Noah
- Founded: 2015; 11 years ago
- Founder: Brendon Babenzien
- Headquarters: New York City, New York, United States
- Number of locations: 4 New York City; Los Angeles; London; Tokyo;
- Website: noahny.com

= Noah (brand) =

American men's clothing brand

Noah is an American men's clothing brand founded by Brendon Babenzien. Its flagship store is at 195 Mulberry St. in SoHo, New York City. The brand draws from a range of influences, from streetwear and new wave to the seaside culture of Long Island. Responsible sourcing and other socially conscious issues have been a focus for the brand.

Noah has two flagship stores in New York City and Tokyo, and also sells its products at the Dover Street Market locations in Los Angeles and London.
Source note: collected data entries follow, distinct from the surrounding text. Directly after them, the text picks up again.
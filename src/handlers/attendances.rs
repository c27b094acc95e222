use std::sync::Arc;

use async_trait::async_trait;
use chrono::{DateTime, Utc};
use serde::Deserialize;
use sqlx::PgPool;
use uuid::Uuid;

use crate::app::pagination::{PageRequest, Paged};
use crate::app::result::{AppResult, Failure};
use crate::app::validation::{PageValidator, Paginated, Rules, Validator, Violation};
use crate::app::{Handler, Mediator, Registration, Request};
use crate::db::{self, ReadStore, Reference, Unique, UnitOfWork};
use crate::models::{ATTENDANCE_STATUSES, Attendance, WorkHours};

const OPEN_ATTENDANCE: &str = "Employee already has an attendance record without check-out.";

fn present() -> String {
    "Present".to_string()
}

/// Opens an attendance record. `check_in` defaults to now.
#[derive(Debug, Clone, Deserialize)]
pub struct CheckIn {
    pub employee_id: Uuid,
    pub check_in: Option<DateTime<Utc>>,
    #[serde(default = "present")]
    pub status: String,
    pub notes: Option<String>,
}

impl Request for CheckIn {
    type Response = Attendance;
}

/// Closes an open attendance record. `check_out` defaults to now.
#[derive(Debug, Clone)]
pub struct CheckOut {
    pub id: Uuid,
    pub check_out: Option<DateTime<Utc>>,
}

impl Request for CheckOut {
    type Response = Attendance;
}

#[derive(Debug, Clone, Deserialize)]
pub struct AttendanceInput {
    pub employee_id: Uuid,
    pub check_in: DateTime<Utc>,
    pub check_out: Option<DateTime<Utc>>,
    pub status: String,
    pub notes: Option<String>,
}

#[derive(Debug, Clone)]
pub struct UpdateAttendance {
    pub id: Uuid,
    pub input: AttendanceInput,
}

impl Request for UpdateAttendance {
    type Response = Attendance;
}

#[derive(Debug, Clone, Copy)]
pub struct DeleteAttendance {
    pub id: Uuid,
}

impl Request for DeleteAttendance {
    type Response = ();
}

#[derive(Debug, Clone, Copy)]
pub struct GetAttendance {
    pub id: Uuid,
}

impl Request for GetAttendance {
    type Response = Attendance;
}

#[derive(Debug, Clone, Default)]
pub struct ListAttendances {
    pub filter: db::attendances::ListFilter,
    pub page: PageRequest,
}

impl Request for ListAttendances {
    type Response = Paged<Attendance>;
}

impl Paginated for ListAttendances {
    fn page(&self) -> &PageRequest {
        &self.page
    }
}

#[derive(Debug, Clone, Copy)]
pub struct GetWorkHours {
    pub id: Uuid,
}

impl Request for GetWorkHours {
    type Response = WorkHours;
}

pub struct CheckInValidator {
    store: Arc<dyn ReadStore>,
}

impl CheckInValidator {
    pub fn new(store: Arc<dyn ReadStore>) -> Self {
        Self { store }
    }
}

#[async_trait]
impl Validator<CheckIn> for CheckInValidator {
    async fn validate(&self, request: &CheckIn) -> AppResult<Vec<Violation>> {
        let mut rules = Rules::new();

        if rules.check(
            self.store.exists(Reference::Employee, request.employee_id).await?,
            "employee_id",
            "Employee does not exist.",
        ) {
            let open = Unique::OpenAttendance {
                employee_id: request.employee_id,
            };
            rules.check(
                !self.store.is_taken(&open, None).await?,
                "employee_id",
                OPEN_ATTENDANCE,
            );
        }
        rules.one_of("status", &request.status, ATTENDANCE_STATUSES, "Status");
        rules.optional_text("notes", request.notes.as_deref(), 500, "Notes");

        Ok(rules.into_violations())
    }
}

pub struct UpdateAttendanceValidator {
    store: Arc<dyn ReadStore>,
}

impl UpdateAttendanceValidator {
    pub fn new(store: Arc<dyn ReadStore>) -> Self {
        Self { store }
    }
}

#[async_trait]
impl Validator<UpdateAttendance> for UpdateAttendanceValidator {
    async fn validate(&self, request: &UpdateAttendance) -> AppResult<Vec<Violation>> {
        let input = &request.input;
        let mut rules = Rules::new();

        if rules.check(
            self.store.exists(Reference::Employee, input.employee_id).await?,
            "employee_id",
            "Employee does not exist.",
        ) && input.check_out.is_none()
        {
            let open = Unique::OpenAttendance {
                employee_id: input.employee_id,
            };
            rules.check(
                !self.store.is_taken(&open, Some(request.id)).await?,
                "check_out",
                OPEN_ATTENDANCE,
            );
        }
        if let Some(check_out) = input.check_out {
            rules.check(
                check_out >= input.check_in,
                "check_out",
                "Check-out must not be before check-in.",
            );
        }
        rules.one_of("status", &input.status, ATTENDANCE_STATUSES, "Status");
        rules.optional_text("notes", input.notes.as_deref(), 500, "Notes");

        Ok(rules.into_violations())
    }
}

pub struct ListAttendancesValidator;

#[async_trait]
impl Validator<ListAttendances> for ListAttendancesValidator {
    async fn validate(&self, request: &ListAttendances) -> AppResult<Vec<Violation>> {
        let mut rules = Rules::new();
        if let (Some(from), Some(to)) = (request.filter.from, request.filter.to) {
            rules.check(from <= to, "from", "The start of the range must not be after its end.");
        }
        Ok(rules.into_violations())
    }
}

#[derive(Clone)]
pub struct AttendanceHandlers {
    pool: PgPool,
}

impl AttendanceHandlers {
    pub fn new(pool: PgPool) -> Self {
        Self { pool }
    }
}

#[async_trait]
impl Handler<CheckIn> for AttendanceHandlers {
    async fn handle(&self, request: CheckIn) -> AppResult<Attendance> {
        UnitOfWork::new(self.pool.clone())
            .execute(move |uow| async move {
                let now = Utc::now();
                let attendance = Attendance {
                    id: Uuid::now_v7(),
                    employee_id: request.employee_id,
                    check_in: request.check_in.unwrap_or(now),
                    check_out: None,
                    status: request.status,
                    notes: request.notes,
                    created_at: now,
                    updated_at: now,
                };
                uow.repository::<Attendance>().add(attendance.clone());
                Ok(attendance)
            })
            .await
    }
}

#[async_trait]
impl Handler<CheckOut> for AttendanceHandlers {
    async fn handle(&self, request: CheckOut) -> AppResult<Attendance> {
        UnitOfWork::new(self.pool.clone())
            .execute(move |uow| async move {
                let attendances = uow.repository::<Attendance>();
                let mut attendance = attendances
                    .find(request.id)
                    .await?
                    .ok_or_else(|| Failure::not_found("Attendance"))?;

                if attendance.check_out.is_some() {
                    return Err(Failure::invalid("check_out", "Attendance is already checked out."));
                }

                let now = Utc::now();
                let check_out = request.check_out.unwrap_or(now);
                if check_out < attendance.check_in {
                    return Err(Failure::invalid(
                        "check_out",
                        "Check-out must not be before check-in.",
                    ));
                }

                attendance.check_out = Some(check_out);
                attendance.updated_at = now;
                attendances.update(attendance.clone());
                Ok(attendance)
            })
            .await
    }
}

#[async_trait]
impl Handler<UpdateAttendance> for AttendanceHandlers {
    async fn handle(&self, request: UpdateAttendance) -> AppResult<Attendance> {
        UnitOfWork::new(self.pool.clone())
            .execute(move |uow| async move {
                let attendances = uow.repository::<Attendance>();
                let mut attendance = attendances
                    .find(request.id)
                    .await?
                    .ok_or_else(|| Failure::not_found("Attendance"))?;

                let input = request.input;
                attendance.employee_id = input.employee_id;
                attendance.check_in = input.check_in;
                attendance.check_out = input.check_out;
                attendance.status = input.status;
                attendance.notes = input.notes;
                attendance.updated_at = Utc::now();

                attendances.update(attendance.clone());
                Ok(attendance)
            })
            .await
    }
}

#[async_trait]
impl Handler<DeleteAttendance> for AttendanceHandlers {
    async fn handle(&self, request: DeleteAttendance) -> AppResult<()> {
        UnitOfWork::new(self.pool.clone())
            .execute(move |uow| async move {
                let attendances = uow.repository::<Attendance>();
                let attendance = attendances
                    .find(request.id)
                    .await?
                    .ok_or_else(|| Failure::not_found("Attendance"))?;
                attendances.delete(&attendance);
                Ok(())
            })
            .await
    }
}

#[async_trait]
impl Handler<GetAttendance> for AttendanceHandlers {
    async fn handle(&self, request: GetAttendance) -> AppResult<Attendance> {
        UnitOfWork::new(self.pool.clone())
            .repository::<Attendance>()
            .find(request.id)
            .await?
            .ok_or_else(|| Failure::not_found("Attendance"))
    }
}

#[async_trait]
impl Handler<ListAttendances> for AttendanceHandlers {
    async fn handle(&self, request: ListAttendances) -> AppResult<Paged<Attendance>> {
        let (items, total) =
            db::attendances::list(&self.pool, &request.filter, &request.page).await?;
        Ok(Paged::new(items, total, &request.page))
    }
}

#[async_trait]
impl Handler<GetWorkHours> for AttendanceHandlers {
    async fn handle(&self, request: GetWorkHours) -> AppResult<WorkHours> {
        let attendance = UnitOfWork::new(self.pool.clone())
            .repository::<Attendance>()
            .find(request.id)
            .await?
            .ok_or_else(|| Failure::not_found("Attendance"))?;

        let hours = attendance.work_hours().ok_or_else(|| {
            Failure::invalid(
                "check_out",
                "Work hours cannot be computed before check-out.",
            )
        })?;

        Ok(WorkHours {
            attendance_id: attendance.id,
            hours,
        })
    }
}

pub fn register(mediator: &mut Mediator, pool: &PgPool, store: &Arc<dyn ReadStore>) {
    let handlers = AttendanceHandlers::new(pool.clone());

    mediator.register(
        Registration::<CheckIn>::new(handlers.clone()).validate(CheckInValidator::new(store.clone())),
    );
    mediator.register(Registration::<CheckOut>::new(handlers.clone()));
    mediator.register(
        Registration::<UpdateAttendance>::new(handlers.clone())
            .validate(UpdateAttendanceValidator::new(store.clone())),
    );
    mediator.register(Registration::<DeleteAttendance>::new(handlers.clone()));
    mediator.register(Registration::<GetAttendance>::new(handlers.clone()));
    mediator.register(Registration::<GetWorkHours>::new(handlers.clone()));
    mediator.register(
        Registration::<ListAttendances>::new(handlers)
            .validate(PageValidator::new())
            .validate(ListAttendancesValidator),
    );
}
Noah releases new products on Thursday mornings and sells its products online through the Noah website and through the Dover Street Market E-Shop.

Noah has collaborated on products with Jerry Lorenzo, Frog Skateboards, Vuarnet, Dover Street Market, and others.

On October 10, 2020, Noah released its first skate team video titled "Jolie Rouge".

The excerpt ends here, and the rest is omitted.